Protocol doesn't demand it - but human decency sure as heck does. I just
wanted to apologize to everyone for my erroneous commit to the 1Q-2006
file yesterday.

The boring background is that some upstream cpan authors use a numbering
scheme that makes sense in a decimal fashion, where .29001 is less
than .30 (expand the 0's, yada yada yada, ask your kid sibling about
math at school today), but portage expects that numbering scheme to
actually be a version identifier (so to speak, its the gist I'm going
for here, don't flame me on the technicalities of how portage reads a
version number). dev-perl/DateTime came out with a .2901 release, which
I put in the tree as such many a moon ago (about 1.4 moons ago to be
exact), and recently .30 came out. Because of the math business I just
mentioned, .30 would never get picked up by anyone since (dropping the
decimal point) 2901 > 30. I 'moved' .2901 to .29.01 to make this work
better.
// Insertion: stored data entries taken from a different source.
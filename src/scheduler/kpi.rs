//! Schedule quality metrics (KPIs).
//!
//! Computes standard CPU-scheduling performance indicators from the
//! process records of a completed run.
//!
//! # Metrics
//!
//! | Metric | Definition |
//! |--------|-----------|
//! | Turnaround | finish - arrival |
//! | Waiting | turnaround - burst |
//! | Makespan | Latest finish time |
//! | CPU Utilization | 100 * sum(burst) / makespan |
//! | Idle Time | makespan - sum(burst) |
//! | Throughput | completed / makespan |
//!
//! # Reference
//! Silberschatz et al. (2018), "Operating System Concepts", Ch. 5.2: Scheduling Criteria

use serde::{Deserialize, Serialize};

use crate::models::Process;

/// Timing metrics of one completed process.
#[derive(Debug, Clone, PartialEq, Eq, Serialize, Deserialize)]
pub struct ProcessMetrics {
    /// Process id.
    pub process_id: usize,
    /// Arrival time.
    pub arrival_time: i64,
    /// Burst time.
    pub burst_time: i64,
    /// Completion time.
    pub finish_time: i64,
    /// finish - arrival.
    pub turnaround_time: i64,
    /// turnaround - burst.
    pub waiting_time: i64,
}

impl ProcessMetrics {
    /// Metrics for a completed process; `None` if it has not finished.
    pub fn from_process(process: &Process) -> Option<Self> {
        let finish_time = process.finish_time?;
        let turnaround_time = finish_time - process.arrival_time;
        Some(Self {
            process_id: process.id,
            arrival_time: process.arrival_time,
            burst_time: process.burst_time,
            finish_time,
            turnaround_time,
            waiting_time: turnaround_time - process.burst_time,
        })
    }
}

/// Run-level performance indicators.
///
/// Computed fresh for every run; nothing carries over between algorithms.
#[derive(Debug, Clone, Serialize, Deserialize)]
pub struct ScheduleKpi {
    /// Per-process metrics, in id order, completed processes only.
    pub processes: Vec<ProcessMetrics>,
    /// Sum of waiting times.
    pub total_waiting_time: i64,
    /// Sum of turnaround times.
    pub total_turnaround_time: i64,
    /// Sum of burst times (CPU busy time).
    pub total_burst_time: i64,
    /// Mean waiting time.
    pub avg_waiting_time: f64,
    /// Mean turnaround time.
    pub avg_turnaround_time: f64,
    /// Percentage of the makespan the CPU was busy (0.0..=100.0).
    pub cpu_utilization: f64,
    /// Latest finish time.
    pub makespan: i64,
    /// Idle time before the makespan.
    pub idle_time: i64,
    /// Completed processes per time unit.
    pub throughput: f64,
}

impl ScheduleKpi {
    /// Computes KPIs from the process records of a run.
    ///
    /// Processes without a finish time are not counted.
    pub fn calculate(processes: &[Process]) -> Self {
        let metrics: Vec<ProcessMetrics> =
            processes.iter().filter_map(ProcessMetrics::from_process).collect();

        let total_waiting_time: i64 = metrics.iter().map(|m| m.waiting_time).sum();
        let total_turnaround_time: i64 = metrics.iter().map(|m| m.turnaround_time).sum();
        let total_burst_time: i64 = metrics.iter().map(|m| m.burst_time).sum();
        let makespan = metrics.iter().map(|m| m.finish_time).max().unwrap_or(0);

        let count = metrics.len();
        let (avg_waiting_time, avg_turnaround_time) = if count == 0 {
            (0.0, 0.0)
        } else {
            (
                total_waiting_time as f64 / count as f64,
                total_turnaround_time as f64 / count as f64,
            )
        };

        let (cpu_utilization, throughput) = if makespan <= 0 {
            (0.0, 0.0)
        } else {
            (
                100.0 * total_burst_time as f64 / makespan as f64,
                count as f64 / makespan as f64,
            )
        };

        Self {
            processes: metrics,
            total_waiting_time,
            total_turnaround_time,
            total_burst_time,
            avg_waiting_time,
            avg_turnaround_time,
            cpu_utilization,
            makespan,
            idle_time: makespan - total_burst_time,
            throughput,
        }
    }

    /// Number of processes counted.
    pub fn completed_count(&self) -> usize {
        self.processes.len()
    }

    /// Metrics for a single process.
    pub fn metrics_for(&self, process_id: usize) -> Option<&ProcessMetrics> {
        self.processes.iter().find(|m| m.process_id == process_id)
    }

    /// Whether the CPU never idled before the last completion.
    pub fn is_fully_utilized(&self) -> bool {
        self.makespan > 0 && self.idle_time == 0
    }
}

#[cfg(test)]
mod tests {
    use super::*;

    fn finished(id: usize, arrival: i64, burst: i64, finish: i64) -> Process {
        let mut p = Process::new(id, arrival, burst);
        p.remaining_time = 0;
        p.finish_time = Some(finish);
        p
    }

    #[test]
    fn test_kpi_basic() {
        // FCFS on [(0,5),(1,3),(2,8)]
        let processes = vec![
            finished(1, 0, 5, 5),
            finished(2, 1, 3, 8),
            finished(3, 2, 8, 16),
        ];
        let kpi = ScheduleKpi::calculate(&processes);

        let waits: Vec<i64> = kpi.processes.iter().map(|m| m.waiting_time).collect();
        assert_eq!(waits, vec![0, 4, 6]);
        assert_eq!(kpi.total_waiting_time, 10);
        assert!((kpi.avg_waiting_time - 10.0 / 3.0).abs() < 1e-10);
        assert!((kpi.avg_turnaround_time - 26.0 / 3.0).abs() < 1e-10); // (5+7+14)/3
        assert_eq!(kpi.makespan, 16);
        assert!((kpi.cpu_utilization - 100.0).abs() < 1e-10);
        assert!(kpi.is_fully_utilized());
    }

    #[test]
    fn test_kpi_sum_identity() {
        let processes = vec![finished(1, 0, 8, 17), finished(2, 1, 4, 5)];
        let kpi = ScheduleKpi::calculate(&processes);
        assert_eq!(
            kpi.total_waiting_time + kpi.total_burst_time,
            kpi.total_turnaround_time
        );
    }

    #[test]
    fn test_kpi_idle_utilization() {
        // Busy 0..2 and 5..8 → 5 busy units over 8
        let processes = vec![finished(1, 0, 2, 2), finished(2, 5, 3, 8)];
        let kpi = ScheduleKpi::calculate(&processes);
        assert_eq!(kpi.makespan, 8);
        assert_eq!(kpi.idle_time, 3);
        assert!((kpi.cpu_utilization - 62.5).abs() < 1e-10);
        assert!((kpi.throughput - 0.25).abs() < 1e-10);
        assert!(!kpi.is_fully_utilized());
    }

    #[test]
    fn test_kpi_skips_unfinished() {
        let processes = vec![finished(1, 0, 2, 2), Process::new(2, 0, 3)];
        let kpi = ScheduleKpi::calculate(&processes);
        assert_eq!(kpi.completed_count(), 1);
        assert!(kpi.metrics_for(2).is_none());
        assert_eq!(kpi.metrics_for(1).unwrap().turnaround_time, 2);
    }

    #[test]
    fn test_kpi_empty() {
        let kpi = ScheduleKpi::calculate(&[]);
        assert_eq!(kpi.makespan, 0);
        assert_eq!(kpi.total_waiting_time, 0);
        assert!((kpi.avg_waiting_time - 0.0).abs() < 1e-10);
        assert!((kpi.cpu_utilization - 0.0).abs() < 1e-10);
        assert!(!kpi.is_fully_utilized());
    }
}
All was good. 

Then I had this brilliant idea - use the quarterly file to help people
migrate that number, no bizarre downgrades when the emerge world. 'cept
move in the quarterly isn't for moving a version, its for moving between
categories, package names, etc., and as such I made a mistake.

No need to respond to this message (i'd prefer it if you didn't actually
- between the 'stuff happens' and the 'your an idiot, revoke that bad
boys right to a keyboard' messages, i think it would all even out).